Verizon makes Rogers Wireless look good. I remain unsurprised.

Just when you get to thinking maybe, just maybe, things in the cell phone market can’t reach a higher level of ridiculous, some corporate yuck’s gotta walk in and set you straight. In this case, Verizon’s more than happy to do that to me. A lady saw a miscellanious $4.19 charge for, apparently, local calls. When she called to have it explained, she was escentially told to get a lawyer and suppoena. She did one better and went solo to a judge, who escentially slappd Verizon with an order to turn over a complete and itemized bill. Oh yeah, and recommended Verizon be fined about $1000 for escentially being a collective bunch of idiots. And customers of theirs wonder why it is my default response when they tell me is I’m sorry. Wonder no more–just please for the love of anything holy, get a real carrier if such an annimal exists.

Reason number 8792 why not to buy your electronics at Staples.

Generally speaking, I don’t buy my equipment from your typical big box store if it can be helped just on basic principle, and because you don’t have as much flexibility when doing that. But I’ve been known to on occasion. This might just change my mind. Staples has been slapped by Canada’s privacy watchdog after not completely whiping computer and external hard drives of personal data before reselling them. This leads to such wonders as having folks’ social insurance numbers, banking info, tax crap still stored on the drive when it goes out the door. Now, somebody’s gonna apply the common sense argument of “What the hell is your social insurance number doing on your external hard drive anyway?”. Good question. But regardless to what it’s doing there, or what else didn’t get removed from the drive before Staples resold it, somebody’s not doing it right. I guess I know where I’m not getting my next drive from. Now, if you’ll excuse me, I need to go format one of mine–just in case I want to sell it.

A tiny little note on post-migration oopsies.

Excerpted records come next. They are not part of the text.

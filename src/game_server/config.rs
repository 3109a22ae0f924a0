//! Config - Race setup and validation
//!
//! Configuration is read once at setup. Anything that would make the
//! simulation misbehave later (odd runner counts, inverted ranges, a zero
//! speed floor) is rejected here instead.

use std::path::Path;

use rand::Rng;
use serde::{Deserialize, Serialize};
use thiserror::Error;

use crate::game_server::track::Track;

#[derive(Error, Debug)]
pub enum ConfigError {
    #[error("IO error: {0}")]
    Io(#[from] std::io::Error),

    #[error("Config parse error: {0}")]
    Parse(#[from] serde_json::Error),

    #[error("A team needs at least one runner")]
    ZeroRunners,

    #[error("Runner count must be even, got {count}")]
    OddRunnerCount { count: u32 },

    #[error("Invalid range for {field}: {min}..={max}")]
    InvalidRange {
        field: &'static str,
        min: f32,
        max: f32,
    },

    #[error("{field} must be positive, got {value}")]
    NonPositive { field: &'static str, value: f32 },

    #[error("Max speed {max_speed} is below the initial speed ceiling {initial_max}")]
    SpeedCeilingBelowFloor { max_speed: f32, initial_max: f32 },

    #[error("A race needs at least one team")]
    NoTeams,

    #[error("Track has no zones")]
    EmptyTrack,

    #[error("Zone {name} ends before it starts")]
    InvertedZone { name: String },
}

/// Inclusive range that per-team values are drawn from
#[derive(Debug, Clone, Copy, PartialEq, Serialize, Deserialize)]
pub struct ValueRange {
    pub min: f32,
    pub max: f32,
}

impl ValueRange {
    pub const fn new(min: f32, max: f32) -> Self {
        Self { min, max }
    }

    /// Uniform draw; a degenerate range always yields `min`.
    pub fn sample<R: Rng + ?Sized>(&self, rng: &mut R) -> f32 {
        if self.max > self.min {
            rng.gen_range(self.min..=self.max)
        } else {
            self.min
        }
    }

    fn validate(&self, field: &'static str) -> Result<(), ConfigError> {
        if !self.min.is_finite() || !self.max.is_finite() || self.max < self.min {
            return Err(ConfigError::InvalidRange {
                field,
                min: self.min,
                max: self.max,
            });
        }
        if self.min <= 0.0 {
            return Err(ConfigError::NonPositive {
                field,
                value: self.min,
            });
        }
        Ok(())
    }
}

/// Per-team tuning shared by every team in a race
#[derive(Debug, Clone, PartialEq, Serialize, Deserialize)]
#[serde(default)]
pub struct TeamTuning {
    /// Range the base (floor) speed is drawn from
    pub initial_speed: ValueRange,
    /// Range the per-tick speed change is drawn from
    pub acceleration_increment: ValueRange,
    /// Speed ceiling
    pub max_speed: f32,
    /// Energy each runner starts with
    pub max_energy: f32,
    /// Energy burned per unit time while moving
    pub energy_burn: f32,
    /// Runners per team (even)
    pub runner_count: u32,
}

impl Default for TeamTuning {
    fn default() -> Self {
        Self {
            initial_speed: ValueRange::new(1.8, 2.2),
            acceleration_increment: ValueRange::new(0.008, 0.015),
            max_speed: 10.0,
            max_energy: 10.0,
            energy_burn: 0.4,
            runner_count: 4,
        }
    }
}

impl TeamTuning {
    pub fn validate(&self) -> Result<(), ConfigError> {
        if self.runner_count == 0 {
            return Err(ConfigError::ZeroRunners);
        }
        if self.runner_count % 2 != 0 {
            return Err(ConfigError::OddRunnerCount {
                count: self.runner_count,
            });
        }
        self.initial_speed.validate("initial_speed")?;
        self.acceleration_increment
            .validate("acceleration_increment")?;
        if !(self.max_energy > 0.0) {
            return Err(ConfigError::NonPositive {
                field: "max_energy",
                value: self.max_energy,
            });
        }
        if !(self.energy_burn >= 0.0) {
            return Err(ConfigError::NonPositive {
                field: "energy_burn",
                value: self.energy_burn,
            });
        }
        if !(self.max_speed >= self.initial_speed.max) {
            return Err(ConfigError::SpeedCeilingBelowFloor {
                max_speed: self.max_speed,
                initial_max: self.initial_speed.max,
            });
        }
        Ok(())
    }
}

/// Race configuration
#[derive(Debug, Clone, PartialEq, Serialize, Deserialize)]
#[serde(default)]
pub struct RaceConfig {
    /// One lane per name
    pub team_names: Vec<String>,
    pub team: TeamTuning,
    pub track: Track,
    /// Seed for the per-team random draws
    pub seed: u64,
    /// Ticks per second for headless runs
    pub tick_rate: f32,
}

impl Default for RaceConfig {
    fn default() -> Self {
        Self {
            team_names: vec!["Red".into(), "Blue".into()],
            team: TeamTuning::default(),
            track: Track::default(),
            seed: 42,
            tick_rate: 60.0,
        }
    }
}

impl RaceConfig {
    pub fn validate(&self) -> Result<(), ConfigError> {
        if self.team_names.is_empty() {
            return Err(ConfigError::NoTeams);
        }
        if !(self.tick_rate > 0.0) {
            return Err(ConfigError::NonPositive {
                field: "tick_rate",
                value: self.tick_rate,
            });
        }
        self.team.validate()?;
        self.track.validate()
    }

    /// Parse and validate a JSON document; omitted fields keep their defaults.
    pub fn from_json_str(json: &str) -> Result<Self, ConfigError> {
        let config: RaceConfig = serde_json::from_str(json)?;
        config.validate()?;
        Ok(config)
    }

    pub fn load(path: impl AsRef<Path>) -> Result<Self, ConfigError> {
        let json = std::fs::read_to_string(path)?;
        Self::from_json_str(&json)
    }

    /// Seconds per tick for headless runs
    pub fn tick_delta(&self) -> f32 {
        1.0 / self.tick_rate
    }
}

When moving something like a WordPress blog from a server run by crooks to a server run by yourself, who is at least twice as cool, it helps to not be a moron and actually remember to move over your geekily hacked together .htaccess file along with it. Unless, that is, you want all your hard work to fall very |flat all over the bloody floor. Kinda like it just did. Oops. Sorry if you were actually trying to read anything on the site–I’ve fixed my broken, now.

Job application fail.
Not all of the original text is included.